Maybe this is the right thread to ask. If you were in the market for a new Mac (eg MacBook Pro), would you go for the 100+GB RAM option for running LLMs locally? Or is the difference between heavily quantized models and their unquantized versions so small, and progress so fast, that it wouldn’t be worth it?
也许这是提问的正确帖子。如果你打算购买一台新的 Mac(例如 MacBook Pro),你会选择 100+GB RAM 的选项来本地运行LLMs吗?或者,量化模型和它们的非量化版本之间的差异如此之小,进步如此之快,以至于它不值得吗?

I think it's worth it, although it might be best to wait for the next iteration: there's rumors the M4 Macs will support up to 512GB of memory [1].
我认为这是值得的,尽管最好等待下一代:有传言 M4 Macs 将支持高达 512GB 的内存[1]。

The current 128GB (e.g. M3 Max) and 192GB (e.g. M2 Ultra) Macs run these large models. For example on the M2 Ultra, the Qwen 110B model, 4-bit quantized, gets almost 10 t/s using Ollama [2] and other tools built with llama.cpp.
当前的 128GB(例如 M3 Max)和 192GB(例如 M2 Ultra)的 Mac 可以运行这些大型模型。例如在 M2 Ultra 上,4 位量化的 Qwen 110B 模型,使用 Ollama [2]和其他用 llama.cpp 构建的工具,几乎可以达到 10 t/s。

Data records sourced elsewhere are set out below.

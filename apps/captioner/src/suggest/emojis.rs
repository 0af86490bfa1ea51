//! Emoji suggestion — topic-matched emojis plus curated platform emojis,
//! deduplicated in emission order and capped at 8.

use rand::seq::SliceRandom;

use crate::generation::catalog::Platform;
use crate::suggest::dedup_truncate;

/// Hard cap on returned emojis.
pub const MAX_EMOJIS: usize = 8;

/// Topic emojis sampled per matching topic key.
const TOPIC_SAMPLE: usize = 2;
/// Platform emojis sampled per call.
const PLATFORM_SAMPLE: usize = 4;

/// Curated emojis per platform.
pub fn platform_emojis(platform: Platform) -> &'static [&'static str] {
    match platform {
        Platform::Instagram => &[
            "😍", "✨", "🌟", "🔥", "💖", "🌍", "📸", "🎉", "💯", "🙌", "😎", "🌈",
        ],
        Platform::Twitter => &[
            "🚀", "🔥", "💬", "📈", "🌟", "😎", "👀", "🎯", "⚡", "🧵", "💭", "🔔",
        ],
        Platform::LinkedIn => &[
            "💼", "📈", "🚀", "🌟", "🤝", "💡", "🎯", "🔗", "📊", "🎓", "💪", "🏆",
        ],
        Platform::Facebook => &[
            "❤️", "😊", "🎉", "👨‍👩‍👧‍👦", "🏠", "🌟", "💖", "😍", "🤗", "🎈", "🌸", "☀️",
        ],
    }
}

/// Keyword-to-emoji topics. Matched in both directions: a token may contain
/// a topic key, or name a longer topic the token abbreviates.
pub const KEYWORD_EMOJIS: &[(&str, &[&str])] = &[
    ("travel", &["✈️", "🌍", "🗺️", "🧳", "🏖️", "🏔️"]),
    ("motivation", &["💪", "🌟", "🚀", "🔥", "⚡", "🏆"]),
    ("tech", &["💻", "📱", "🔬", "🤖", "🖥️", "⚙️"]),
    ("food", &["🍔", "🍕", "🥗", "🍰", "☕", "🍜"]),
    ("fitness", &["🏋️", "💪", "🏃", "🚴", "🥇", "⚽"]),
    ("business", &["💼", "📈", "💰", "🤝", "📊", "🎯"]),
    ("love", &["❤️", "💖", "😍", "💕", "🥰", "💝"]),
    ("success", &["🏆", "🎉", "🌟", "🔥", "💯", "🚀"]),
    ("happy", &["😊", "😁", "🎉", "🌈", "☀️", "🎈"]),
    ("coffee", &["☕", "🌅", "💪", "⚡", "📅", "💼"]),
];

/// Suggests up to 8 unique emojis for the keyword text and platform.
pub fn suggest_emojis(keywords: &str, platform: Platform) -> Vec<String> {
    let mut rng = rand::thread_rng();
    let mut selected: Vec<String> = Vec::new();

    for token in keywords.to_lowercase().split_whitespace() {
        for (key, emojis) in KEYWORD_EMOJIS {
            if key.contains(token) || token.contains(key) {
                selected.extend(
                    emojis
                        .choose_multiple(&mut rng, TOPIC_SAMPLE)
                        .map(|e| e.to_string()),
                );
            }
        }
    }

    selected.extend(
        platform_emojis(platform)
            .choose_multiple(&mut rng, PLATFORM_SAMPLE)
            .map(|e| e.to_string()),
    );

    dedup_truncate(selected, MAX_EMOJIS)
}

There's also the benefit of being able to load different models simultaneously which is becoming important for RAG and agent-related workflows.
还有一个好处是能够同时加载不同的模型,这对于 RAG 和代理相关的工作流程越来越重要。

[1] https://www.macrumors.com/2024/04/11/m4-ai-chips-late-2024/ [2] https://ollama.com/library/qwen:110b

An unquantized Qwen1.5-110B model would require some ~220GB of RAM, so 100+GB would not be "enough" for that, unless we put a big emphasis on the "+".
一个未量化的 Qwen1.5-110B 模型需要大约 220GB 的 RAM,所以 100+GB 的 RAM 对此来说并不"足够",除非我们对"+"给予很大的强调。

I consider "heavily" quantized to be anything below 4-bit quantization. At 4-bit, you could run a 110B model on around 55GB to 60GB of memory. Right now, Llama-3-70B-Instruct is the highest ranked model you can download[0], and you should be able to fit the 6-bit quantization into 64GB of RAM. Historically, 4-bit quantization represents very little quality loss compared to the full 16-bit models for LLMs, but I have heard rumors that Llama 3 might be so well trained that the quality loss starts to occur earlier, so 6-bit quantization seems like a safe bet for good quality.
我认为"重度"量化是指低于 4 位量化的任何情况。在 4 位量化下,你可以在大约 55GB 到 60GB 的内存上运行一个 110B 模型。目前,Llama-3-70B-Instruct 是你可以下载的排名最高的模型[0],你应该能够将 6 位量化装入 64GB 的 RAM。从历史上看,4 位量化与完整的 16 位模型相比,质量损失非常小,但我听说 Llama 3 可能训练得非常好,以至于质量损失开始提前出现,所以 6 位量化似乎是保证良好质量的安全选择。

If you had 128GB of RAM, you still couldn't run the unquantized 70B model, but you could run the 8-bit quantization in a little over 70GB of RAM. Which could feel unsatisfying, since you would have so much unused RAM sitting around, and Apple charges a shocking amount of money for RAM.
如果你有 128GB 的 RAM,你仍然无法运行未量化的 70B 模型,但你可以在稍微超过 70GB 的 RAM 中运行 8 位量化。这可能会让你感到不满,因为你会有大量的未使用的 RAM 闲置,而且苹果对 RAM 的收费令人震惊。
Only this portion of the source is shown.